# meltdown.



## Unsure123 (Aug 10, 2012)

Husband is meeting with his lawyer today to pay for an start the paperwork. I thought I was holding up ok, but I am have major mood swings. Anger, sadness, regret. How can someone who has been such a uncaring jerk make me feel this way? it's like him having this meeting is making it real for me. I have been holding out hope for a reconciliation. Been also trying the 180. which seems to have helped calm me. I just don't understand. Says he still loves me, just doesn't want to be my husband anymore.


----------



## Conrad (Aug 6, 2010)

Unsure123 said:


> Husband is meeting with his lawyer today to pay for an start the paperwork. I thought I was holding up ok, but I am have major mood swings. Anger, sadness, regret. How can someone who has been such a uncaring jerk make me feel this way? it's like him having this meeting is making it real for me. I have been holding out hope for a reconciliation. Been also trying the 180. which seems to have helped calm me.

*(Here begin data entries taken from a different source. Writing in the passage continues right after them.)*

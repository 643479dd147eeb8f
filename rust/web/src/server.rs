use crate::errors::IntoErrorResponse;
use crate::handlers;
use crate::middleware::with_request_logging;
use crate::session::{GameId, SessionManager};
use crate::static_handler::StaticHandler;
use std::convert::Infallible;
use std::fs;
use std::net::{SocketAddr, ToSocketAddrs};
use std::path::{Path, PathBuf};
use std::sync::Arc;
use std::time::Duration;
use thiserror::Error;
use tokio::sync::oneshot;
use tokio::task::JoinHandle;
use warp::filters::BoxedFilter;
use warp::hyper::body::Bytes;
use warp::reply::{Reply, Response};
use warp::Filter;

/// How often idle games are swept from the session map.
const CLEANUP_INTERVAL: Duration = Duration::from_secs(60);

#[derive(Debug, Clone)]
pub struct ServerConfig {
    host: String,
    port: u16,
    static_dir: PathBuf,
}

impl ServerConfig {
    pub fn new(host: impl Into<String>, port: u16, static_dir: impl Into<PathBuf>) -> Self {
        Self {
            host: host.into(),
            port,
            static_dir: static_dir.into(),
        }
    }

    pub fn host(&self) -> &str {
        &self.host
    }

    pub fn port(&self) -> u16 {
        self.port
    }

    pub fn static_dir(&self) -> &Path {
        &self.static_dir
    }
}

/// Shared state handed to every route.
#[derive(Debug, Clone)]
pub struct AppContext {
    config: ServerConfig,
    sessions: Arc<SessionManager>,
    static_handler: Arc<StaticHandler>,
}

impl AppContext {
    pub fn new(config: ServerConfig) -> Result<Self, ServerError> {
        if !config.static_dir().exists() {
            fs::create_dir_all(config.static_dir())
                .map_err(|err| ServerError::Config(err.to_string()))?;
        }

        let sessions = Arc::new(SessionManager::new());
        let static_handler = Arc::new(StaticHandler::new(config.static_dir()));
        Ok(Self::with_sessions(config, sessions, static_handler))
    }

    pub fn with_sessions(
        config: ServerConfig,
        sessions: Arc<SessionManager>,
        static_handler: Arc<StaticHandler>,
    ) -> Self {
        Self {
            config,
            sessions,
            static_handler,
        }
    }

    pub fn config(&self) -> &ServerConfig {
        &self.config
    }

    pub fn sessions(&self) -> Arc<SessionManager> {
        Arc::clone(&self.sessions)
    }

    pub fn static_handler(&self) -> Arc<StaticHandler> {
        Arc::clone(&self.static_handler)
    }
}

#[derive(Debug, Error)]
pub enum ServerError {
    #[error("Failed to bind to address: {0}")]
    Bind(#[from] std::io::Error),
    #[error("Configuration error: {0}")]
    Config(String),
}

/// Every route the server answers, wrapped in request logging.
pub fn routes(context: &AppContext) -> BoxedFilter<(Response,)> {
    let health = warp::path("health")
        .and(warp::get())
        .and(warp::path::end())
        .map(|| handlers::health().into_response());

    let all = health
        .or(static_routes(context))
        .unify()
        .or(game_routes(context))
        .unify();

    with_request_logging(all).boxed()
}

fn static_routes(context: &AppContext) -> BoxedFilter<(Response,)> {
    let handler = context.static_handler();

    let index = warp::path::end()
        .and(warp::get())
        .and(with_static_handler(Arc::clone(&handler)))
        .and_then(|handler: Arc<StaticHandler>| async move {
            let response = handler
                .index()
                .await
                .unwrap_or_else(IntoErrorResponse::into_http_response);
            Ok::<_, Infallible>(response)
        });

    let assets = warp::path("static")
        .and(warp::path::tail())
        .and(warp::get())
        .and(with_static_handler(handler))
        .and_then(
            |tail: warp::path::Tail, handler: Arc<StaticHandler>| async move {
                let response = handler
                    .asset(tail.as_str())
                    .await
                    .unwrap_or_else(IntoErrorResponse::into_http_response);
                Ok::<_, Infallible>(response)
            },
        );

    index.or(assets).unify().boxed()
}

fn game_routes(context: &AppContext) -> BoxedFilter<(Response,)> {
    let sessions = context.sessions();

    let create = warp::path!("api" / "games")
        .and(warp::post())
        .and(with_sessions(Arc::clone(&sessions)))
        .and(warp::body::bytes())
        .and_then(|sessions: Arc<SessionManager>, body: Bytes| async move {
            Ok::<_, Infallible>(handlers::create_game(sessions, body).await)
        });

    let show = warp::path!("api" / "games" / GameId)
        .and(warp::get())
        .and(with_sessions(Arc::clone(&sessions)))
        .and_then(|game_id: GameId, sessions: Arc<SessionManager>| async move {
            Ok::<_, Infallible>(handlers::get_game(sessions, game_id).await)
        });

    let rounds = warp::path!("api" / "games" / GameId / "rounds")
        .and(warp::post())
        .and(with_sessions(Arc::clone(&sessions)))
        .and(warp::body::bytes())
        .and_then(
            |game_id: GameId, sessions: Arc<SessionManager>, body: Bytes| async move {
                Ok::<_, Infallible>(handlers::play_round(sessions, game_id, body).await)
            },
        );

    let reset = warp::path!("api" / "games" / GameId / "reset")
        .and(warp::post())
        .and(with_sessions(Arc::clone(&sessions)))
        .and_then(|game_id: GameId, sessions: Arc<SessionManager>| async move {
            Ok::<_, Infallible>(handlers::reset_game(sessions, game_id).await)
        });

    let delete = warp::path!("api" / "games" / GameId)
        .and(warp::delete())
        .and(with_sessions(sessions))
        .and_then(|game_id: GameId, sessions: Arc<SessionManager>| async move {
            Ok::<_, Infallible>(handlers::delete_game(sessions, game_id).await)
        });

    create
        .or(rounds)
        .unify()
        .or(reset)
        .unify()
        .or(show)
        .unify()
        .or(delete)
        .unify()
        .boxed()
}

fn with_static_handler(
    handler: Arc<StaticHandler>,
) -> impl Filter<Extract = (Arc<StaticHandler>,), Error = Infallible> + Clone {
    warp::any().map(move || Arc::clone(&handler))
}

fn with_sessions(
    sessions: Arc<SessionManager>,
) -> impl Filter<Extract = (Arc<SessionManager>,), Error = Infallible> + Clone {
    warp::any().map(move || Arc::clone(&sessions))
}

#[derive(Debug, Clone)]
pub struct WebServer {
    context: AppContext,
}

impl WebServer {
    pub fn new(config: ServerConfig) -> Result<Self, ServerError> {
        let context = AppContext::new(config)?;
        Ok(Self { context })
    }

    pub fn from_context(context: AppContext) -> Self {
        Self { context }
    }

    pub fn context(&self) -> &AppContext {
        &self.context
    }

    /// Binds the listener, then serves until the returned handle is shut down or dropped.
    pub async fn start(self) -> Result<ServerHandle, ServerError> {
        let WebServer { context } = self;
        let bind_addr = bind_addr(context.config())?;

        let (shutdown_tx, shutdown_rx) = oneshot::channel::<()>();
        let shutdown_signal = async move {
            let _ = shutdown_rx.await;
        };

        let (addr, server_future) = warp::serve(routes(&context))
            .try_bind_with_graceful_shutdown(bind_addr, shutdown_signal)
            .map_err(map_warp_error)?;

        tracing::info!(
            %addr,
            static_dir = %context.config().static_dir().display(),
            "web server listening"
        );

        let task = tokio::spawn(server_future);
        let cleanup = tokio::spawn(sweep_expired_games(context.sessions()));

        Ok(ServerHandle {
            addr,
            shutdown: Some(shutdown_tx),
            task: Some(task),
            cleanup: Some(cleanup),
            context,
        })
    }
}

async fn sweep_expired_games(sessions: Arc<SessionManager>) {
    let mut ticker = tokio::time::interval(CLEANUP_INTERVAL);
    loop {
        ticker.tick().await;
        let removed = sessions.cleanup_expired_games();
        if removed > 0 {
            tracing::debug!(
                removed,
                remaining = sessions.active_games().len(),
                "swept idle games"
            );
        }
    }
}

fn bind_addr(config: &ServerConfig) -> Result<SocketAddr, ServerError> {
    let host = config.host();

    if let Ok(addr) = host.parse::<SocketAddr>() {
        return Ok(addr);
    }

    if let Ok(ip) = host.parse::<std::net::IpAddr>() {
        return Ok(SocketAddr::new(ip, config.port()));
    }

    let candidate = format!("{}:{}", host, config.port());
    let mut addrs = candidate.to_socket_addrs().map_err(|err| {
        ServerError::Config(format!("failed to resolve address `{candidate}`: {err}"))
    })?;

    addrs
        .next()
        .ok_or_else(|| ServerError::Config(format!("failed to resolve address `{candidate}`")))
}

fn map_warp_error(err: warp::Error) -> ServerError {
    use std::error::Error as StdError;

    if let Some(io_err) = err
        .source()
        .and_then(|source| source.downcast_ref::<std::io::Error>())
    {
        return ServerError::Bind(std::io::Error::new(io_err.kind(), io_err.to_string()));
    }

    ServerError::Config(err.to_string())
}

#[derive(Debug)]
pub struct ServerHandle {
    addr: SocketAddr,
    shutdown: Option<oneshot::Sender<()>>,
    task: Option<JoinHandle<()>>,
    cleanup: Option<JoinHandle<()>>,
    context: AppContext,
}

impl ServerHandle {
    pub fn address(&self) -> SocketAddr {
        self.addr
    }

    pub fn context(&self) -> &AppContext {
        &self.context
    }

    /// Stops accepting connections and waits for in-flight requests to finish.
    pub async fn shutdown(mut self) -> Result<(), ServerError> {
        if let Some(cleanup) = self.cleanup.take() {
            cleanup.abort();
        }
        if let Some(tx) = self.shutdown.take() {
            let _ = tx.send(());
        }
        if let Some(task) = self.task.take() {
            task.await
                .map_err(|err| ServerError::Config(format!("server task join error: {err}")))?;
        }
        tracing::info!(addr = %self.addr, "web server stopped");
        Ok(())
    }
}

impl Drop for ServerHandle {
    fn drop(&mut self) {
        if let Some(cleanup) = self.cleanup.take() {
            cleanup.abort();
        }
        if let Some(tx) = self.shutdown.take() {
            let _ = tx.send(());
        }
        if let Some(task) = self.task.take() {
            task.abort();
        }
    }
}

I just don't understand. Says he still loves me, just doesn't want to be my husband anymore.


Is he involved with posOW?


----------



## Unsure123 (Aug 10, 2012)

No cheating on either side.


----------



## Conrad (Aug 6, 2010)

Unsure123 said:


> No cheating on either side.


Are you certain?

What happened as things started falling apart?


----------



## Unsure123 (Aug 10, 2012)

He says he wants to remain friends. Also tried to say he wanted to keep sleeping with me and date me after divorce. I nixed that tho. He has an addiction to sex, which he admits to. He won't seek help. I have tried. I go from hating him to loving him. we have been married 10years, have 3 kids together. Feel like my world is falling apart.


----------



## Dollystanford (Mar 14, 2012)

of course you're having mood swings - it's not just the loss of the jerk that causes it, it's the loss of everything you've known for however many years. 

particularly when there appears to be no good reason for it - my ex told me he still loved me too, turns out he had another woman all along. He just didn't have the bottle to tell the truth

has he given any indication that he might be interested in reconciling? If not you really need to try and move on, remember you are no-one's second best, you deserve to have someone who is wholeheartedly into you


----------



## Dollystanford (Mar 14, 2012)

sorry I didn't see yr post above - got to be honest I would be suspicious if I were you


----------



## Unsure123 (Aug 10, 2012)

I have heard that before. Just hope that's not the case, and if it is he needs to be a man an own up to it.


----------



## Kurosity (Dec 22, 2011)

stages of grief are rough. I am sorry you are going through this. Try to focus on you and your children and take care of you.


----------



## Dollystanford (Mar 14, 2012)

the only reason I say it is because my ex was so adamant he still loved me but refused point blank to even try and work it out and stay married. I just couldn't work out why...if you love someone and you've been together 13 years is that not worth at least making some effort? Not when you've met someone else it isn't...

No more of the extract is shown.